//! Frame fragmentation
//!
//! A frame of `S` bytes is cut into `N = ceil(S / C)` chunks of at most
//! `C` bytes; chunk `i` covers `[i*C, min((i+1)*C, S))`. Each chunk is
//! wrapped in a [`PacketHeader`] carrying the frame id, its index and `N`.

use bytes::Bytes;

use crate::error::ProtocolError;
use crate::protocol::constants::{DEFAULT_CHUNK_SIZE, MAX_CHUNK_SIZE};
use crate::protocol::packet::{PacketHeader, VideoPacket};

/// Splits encoded frames into video packets
#[derive(Debug, Clone, Copy)]
pub struct Fragmenter {
    chunk_size: usize,
}

impl Fragmenter {
    /// Create a fragmenter; the chunk size is clamped to `1..=MAX_CHUNK_SIZE`
    pub fn new(chunk_size: usize) -> Self {
        Self {
            chunk_size: chunk_size.clamp(1, MAX_CHUNK_SIZE),
        }
    }

    pub fn chunk_size(&self) -> usize {
        self.chunk_size
    }

    /// Number of packets a frame of `len` bytes needs
    pub fn packet_count(&self, len: usize) -> usize {
        len.div_ceil(self.chunk_size)
    }

    /// Encode every packet of one frame, in index order
    pub fn fragment(&self, frame_id: u32, frame: &[u8]) -> Result<Vec<Bytes>, ProtocolError> {
        if frame.is_empty() {
            return Err(ProtocolError::EmptyFrame);
        }

        let total = self.packet_count(frame.len());
        let total = u16::try_from(total).map_err(|_| ProtocolError::FrameTooLarge {
            size: frame.len(),
            chunk_size: self.chunk_size,
        })?;

        let packets = frame
            .chunks(self.chunk_size)
            .enumerate()
            .map(|(index, chunk)| {
                VideoPacket::encode(PacketHeader::new(frame_id, index as u16, total), chunk)
            })
            .collect();

        Ok(packets)
    }
}

impl Default for Fragmenter {
    fn default() -> Self {
        Self::new(DEFAULT_CHUNK_SIZE)
    }
}

#[cfg(test)]
mod tests {
    use super::*;
    use crate::protocol::constants::PACKET_HEADER_SIZE;

    #[test]
    fn test_packet_sizes() {
        let fragmenter = Fragmenter::default();
        let frame = vec![0xAB; 150_000];

        let packets = fragmenter.fragment(9, &frame).unwrap();
        let chunk_sizes: Vec<usize> = packets
            .iter()
            .map(|p| p.len() - PACKET_HEADER_SIZE)
            .collect();

        assert_eq!(chunk_sizes, vec![65_000, 65_000, 20_000]);
    }

    #[test]
    fn test_headers() {
        let fragmenter = Fragmenter::new(4);
        let packets = fragmenter.fragment(42, b"0123456789").unwrap();
        assert_eq!(packets.len(), 3);

        for (i, datagram) in packets.into_iter().enumerate() {
            let packet = VideoPacket::decode(datagram).unwrap();
            assert_eq!(packet.header, PacketHeader::new(42, i as u16, 3));
        }
    }

    #[test]
    fn test_chunks_reproduce_frame() {
        let fragmenter = Fragmenter::new(3);
        let frame = b"abcdefghij";

        let joined: Vec<u8> = fragmenter
            .fragment(1, frame)
            .unwrap()
            .into_iter()
            .flat_map(|p| VideoPacket::decode(p).unwrap().chunk.to_vec())
            .collect();

        assert_eq!(joined, frame);
    }

    #[test]
    fn test_exact_multiple() {
        let fragmenter = Fragmenter::new(5);
        assert_eq!(fragmenter.packet_count(10), 2);
        assert_eq!(fragmenter.packet_count(11), 3);
        assert_eq!(fragmenter.fragment(0, &[1; 10]).unwrap().len(), 2);
    }

    #[test]
    fn test_empty_frame_rejected() {
        assert_eq!(
            Fragmenter::default().fragment(0, &[]),
            Err(ProtocolError::EmptyFrame)
        );
    }

    #[test]
    fn test_too_many_packets_rejected() {
        let fragmenter = Fragmenter::new(1);
        let frame = vec![0u8; u16::MAX as usize + 1];

        assert!(matches!(
            fragmenter.fragment(0, &frame),
            Err(ProtocolError::FrameTooLarge { .. })
        ));
    }

    #[test]
    fn test_chunk_size_clamped() {
        assert_eq!(Fragmenter::new(0).chunk_size(), 1);
        assert_eq!(Fragmenter::new(usize::MAX).chunk_size(), MAX_CHUNK_SIZE);
    }
}
//! Liveness registry implementation

use std::collections::HashMap;
use std::net::SocketAddr;

use tokio::sync::Mutex;
use tokio::time::Instant;

use super::config::RegistryConfig;
use super::entry::Registration;

/// Receivers that have said hello within the TTL
pub struct LivenessRegistry {
    receivers: Mutex<HashMap<SocketAddr, Registration>>,
    config: RegistryConfig,
}

impl LivenessRegistry {
    /// Create a registry with default configuration
    pub fn new() -> Self {
        Self::with_config(RegistryConfig::default())
    }

    /// Create a registry with custom configuration
    pub fn with_config(config: RegistryConfig) -> Self {
        Self {
            receivers: Mutex::new(HashMap::new()),
            config,
        }
    }

    pub fn config(&self) -> &RegistryConfig {
        &self.config
    }

    /// Record a hello from `addr`
    ///
    /// Returns `true` if the address was not registered before.
    pub async fn touch(&self, addr: SocketAddr) -> bool {
        let now = Instant::now();
        let mut receivers = self.receivers.lock().await;

        match receivers.get_mut(&addr) {
            Some(registration) => {
                registration.refresh(now);
                false
            }
            None => {
                receivers.insert(addr, Registration::new(addr, now));
                tracing::info!(receiver = %addr, "Receiver registered");
                true
            }
        }
    }

    /// Remove entries silent for longer than the TTL
    ///
    /// Returns the evicted addresses.
    pub async fn prune(&self) -> Vec<SocketAddr> {
        let mut receivers = self.receivers.lock().await;
        self.prune_locked(&mut receivers, Instant::now())
    }

    /// Prune, then copy the live addresses
    pub async fn snapshot(&self) -> Vec<SocketAddr> {
        let mut receivers = self.receivers.lock().await;
        self.prune_locked(&mut receivers, Instant::now());
        receivers.keys().copied().collect()
    }

    /// Details for one receiver
    pub async fn get(&self, addr: &SocketAddr) -> Option<Registration> {
        self.receivers.lock().await.get(addr).cloned()
    }

    pub async fn contains(&self, addr: &SocketAddr) -> bool {
        self.receivers.lock().await.contains_key(addr)
    }

    /// Number of registered receivers, expired or not
    pub async fn len(&self) -> usize {
        self.receivers.lock().await.len()
    }

    pub async fn is_empty(&self) -> bool {
        self.receivers.lock().await.is_empty()
    }

    fn prune_locked(
        &self,
        receivers: &mut HashMap<SocketAddr, Registration>,
        now: Instant,
    ) -> Vec<SocketAddr> {
        let expired: Vec<SocketAddr> = receivers
            .values()
            .filter(|r| r.is_expired(now, self.config.ttl))
            .map(|r| r.addr)
            .collect();

        for addr in &expired {
            receivers.remove(addr);
            tracing::info!(receiver = %addr, "Removed inactive receiver");
        }

        expired
    }
}

impl Default for LivenessRegistry {
    fn default() -> Self {
        Self::new()
    }
}
//! Wire protocol
//!
//! Two independent wire formats share this module:
//!
//! - the binary UDP video packet ([`packet`]) and the hello datagram
//!   receivers use to register for it ([`handshake`]);
//! - the line-framed JSON control envelope ([`envelope`], [`message`]).
//!
//! Nothing here holds state.

pub mod constants;
pub mod envelope;
pub mod handshake;
pub mod message;
pub mod packet;

pub use envelope::{decode_request, decode_server_message, encode_line, take_line};
pub use handshake::{hello_datagram, is_hello};
pub use message::{
    Announcement, AnnouncementRequest, ChatMessage, ChatRequest, ClientRequest, ErrorPayload,
    ServerMessage,
};
pub use packet::{PacketHeader, VideoPacket};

Work request:
The answer to this exercise is one number: how many lines of the records above contain the string "bool".

Written solution:
3